** Description of the task **
Report all lines below with the word "Blue".

(Given data)

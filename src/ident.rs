//! Message identifier resolution: literal or composite bit-packed IDs.

use crate::error::CompileError;
use crate::schema::{EnumDef, IdValue, MessageDef};

/// Resolve a message's numeric ID against the enums visible to its document.
///
/// A literal `ID` wins when present. Otherwise the ordered `IDs` list folds
/// left-to-right: the accumulator shifts by the bit width of the *preceding*
/// entry (0 for the first), then the current entry's resolved value is added.
/// Deployed generators pack IDs with this shift-by-previous-width rule;
/// changing it would renumber every composite message on the wire.
///
/// Returns `Ok(None)` for messages that declare neither form (header-style
/// definitions). An unresolvable symbolic reference is a hard failure naming
/// the token.
pub fn resolve(msg: &MessageDef, enums: &[EnumDef]) -> Result<Option<u64>, CompileError> {
    if let Some(id) = msg.id {
        return Ok(Some(id));
    }
    if msg.ids.is_empty() {
        return Ok(None);
    }
    let mut acc = 0u64;
    let mut prev_bits = 0u32;
    for sub in &msg.ids {
        let value = match &sub.value {
            IdValue::Literal(v) => *v,
            IdValue::Symbol(token) => {
                resolve_symbol(token, enums).ok_or_else(|| CompileError::UnresolvedIdentifier {
                    message: msg.name.clone(),
                    token: token.clone(),
                })?
            }
        };
        acc = (acc << prev_bits) + value;
        prev_bits = sub.bits;
    }
    Ok(Some(acc))
}

/// Resolve a sub-identifier token: a plain integer, or an `Enum.Option`
/// reference scanned against the visible enum set. An option with a negative
/// value cannot contribute ID bits, so it resolves to nothing.
fn resolve_symbol(token: &str, enums: &[EnumDef]) -> Option<u64> {
    if let Ok(v) = token.parse::<u64>() {
        return Some(v);
    }
    let (enum_name, option_name) = token.split_once('.')?;
    enums
        .iter()
        .find(|e| e.name == enum_name)?
        .value_of(option_name)
        .and_then(|v| u64::try_from(v).ok())
}

#[cfg(test)]
mod tests {
    use super::*;
    use crate::schema::Document;

    fn parse(yaml: &str) -> Document {
        serde_yaml::from_str(yaml).expect("parse")
    }

    #[test]
    fn literal_id_wins() {
        let doc = parse("Messages:\n  - Name: M\n    ID: 42\n");
        assert_eq!(resolve(&doc.messages[0], &[]).unwrap(), Some(42));
    }

    #[test]
    fn composite_fold_shifts_by_previous_width() {
        let doc = parse(
            r#"
Enums:
  - Name: Color
    Options:
      - Name: Red
        Value: 5
Messages:
  - Name: M
    IDs:
      - Value: Color.Red
        Bits: 8
      - Value: 3
        Bits: 4
"#,
        );
        let id = resolve(&doc.messages[0], &doc.enums).unwrap();
        assert_eq!(id, Some((5 << 8) + 3));
        assert_eq!(id, Some(0x503));
    }

    #[test]
    fn composite_fold_is_deterministic() {
        let doc = parse(
            "Messages:\n  - Name: M\n    IDs:\n      - {Value: 1, Bits: 4}\n      - {Value: 2, Bits: 4}\n      - {Value: 3, Bits: 4}\n",
        );
        let first = resolve(&doc.messages[0], &[]).unwrap();
        let second = resolve(&doc.messages[0], &[]).unwrap();
        assert_eq!(first, second);
        assert_eq!(first, Some((((1 << 4) + 2) << 4) + 3));
    }

    #[test]
    fn numeric_string_tokens_pass_through() {
        let doc = parse("Messages:\n  - Name: M\n    IDs:\n      - {Value: \"7\", Bits: 8}\n");
        assert_eq!(resolve(&doc.messages[0], &[]).unwrap(), Some(7));
    }

    #[test]
    fn unresolvable_token_names_itself() {
        let doc = parse("Messages:\n  - Name: M\n    IDs:\n      - {Value: Ghost.Blue, Bits: 8}\n");
        let err = resolve(&doc.messages[0], &[]).unwrap_err();
        match err {
            CompileError::UnresolvedIdentifier { message, token } => {
                assert_eq!(message, "M");
                assert_eq!(token, "Ghost.Blue");
            }
            other => panic!("unexpected error: {other}"),
        }
    }

    #[test]
    fn negative_enum_value_is_unresolvable() {
        let doc = parse(
            r#"
Enums:
  - Name: Offset
    Options:
      - Name: Below
        Value: -2
Messages:
  - Name: M
    IDs:
      - Value: Offset.Below
        Bits: 8
"#,
        );
        let err = resolve(&doc.messages[0], &doc.enums).unwrap_err();
        match err {
            CompileError::UnresolvedIdentifier { message, token } => {
                assert_eq!(message, "M");
                assert_eq!(token, "Offset.Below");
            }
            other => panic!("unexpected error: {other}"),
        }
    }

    #[test]
    fn no_id_forms_resolve_to_none() {
        let doc = parse("Messages:\n  - Name: Header\n");
        assert_eq!(resolve(&doc.messages[0], &[]).unwrap(), None);
    }
}
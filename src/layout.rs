//! Byte/bit layout computation for a message's ordered field list.
//!
//! Layout is a pure function of the field list: a byte cursor walks the
//! fields in declaration order, and within a bitfield-bearing field a bit
//! cursor walks the bitfields. Re-running on an unchanged definition yields
//! identical results; independently built code generators must agree
//! byte-for-byte on these offsets.

use crate::schema::FieldDef;

/// Computed layout for one message. Derived, never authored.
#[derive(Debug, Clone, PartialEq, Eq)]
pub struct MsgLayout {
    pub fields: Vec<FieldLayout>,
    /// Total message size in bytes: the byte cursor after the last field.
    pub size: usize,
}

#[derive(Debug, Clone, PartialEq, Eq)]
pub struct FieldLayout {
    /// Start offset of the field's first element.
    pub byte_offset: usize,
    /// One entry per declared bitfield, in order. Bitfields describe a single
    /// element's bit structure; array elements repeat it.
    pub bitfields: Vec<BitfieldLayout>,
}

#[derive(Debug, Clone, PartialEq, Eq)]
pub struct BitfieldLayout {
    pub bit_offset: u32,
    /// `2^width - 1`, unshifted.
    pub mask: u64,
}

/// Compute the layout for an ordered field list. Returns `None` when any
/// field's type name is unrecognized (the validator reports those; without a
/// size there is no layout to compute).
pub fn compute(fields: &[FieldDef]) -> Option<MsgLayout> {
    let mut out = Vec::with_capacity(fields.len());
    let mut cursor = 0usize;
    for field in fields {
        let ty = field.primitive()?;
        let mut bitfields = Vec::with_capacity(field.bitfields.len());
        let mut bit_cursor = 0u32;
        for bits in &field.bitfields {
            bitfields.push(BitfieldLayout {
                bit_offset: bit_cursor,
                mask: width_mask(bits.num_bits),
            });
            bit_cursor += bits.num_bits;
        }
        out.push(FieldLayout {
            byte_offset: cursor,
            bitfields,
        });
        cursor += ty.size() * field.count;
    }
    Some(MsgLayout {
        fields: out,
        size: cursor,
    })
}

pub fn width_mask(num_bits: u32) -> u64 {
    if num_bits >= 64 {
        u64::MAX
    } else {
        (1u64 << num_bits) - 1
    }
}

(End Given data)

** Solution for this problem **
        let doc = parse("Messages:\n  - Name: M\n    IDs:\n      - {Value: Ghost.Blue, Bits: 8}\n");
                assert_eq!(token, "Ghost.Blue");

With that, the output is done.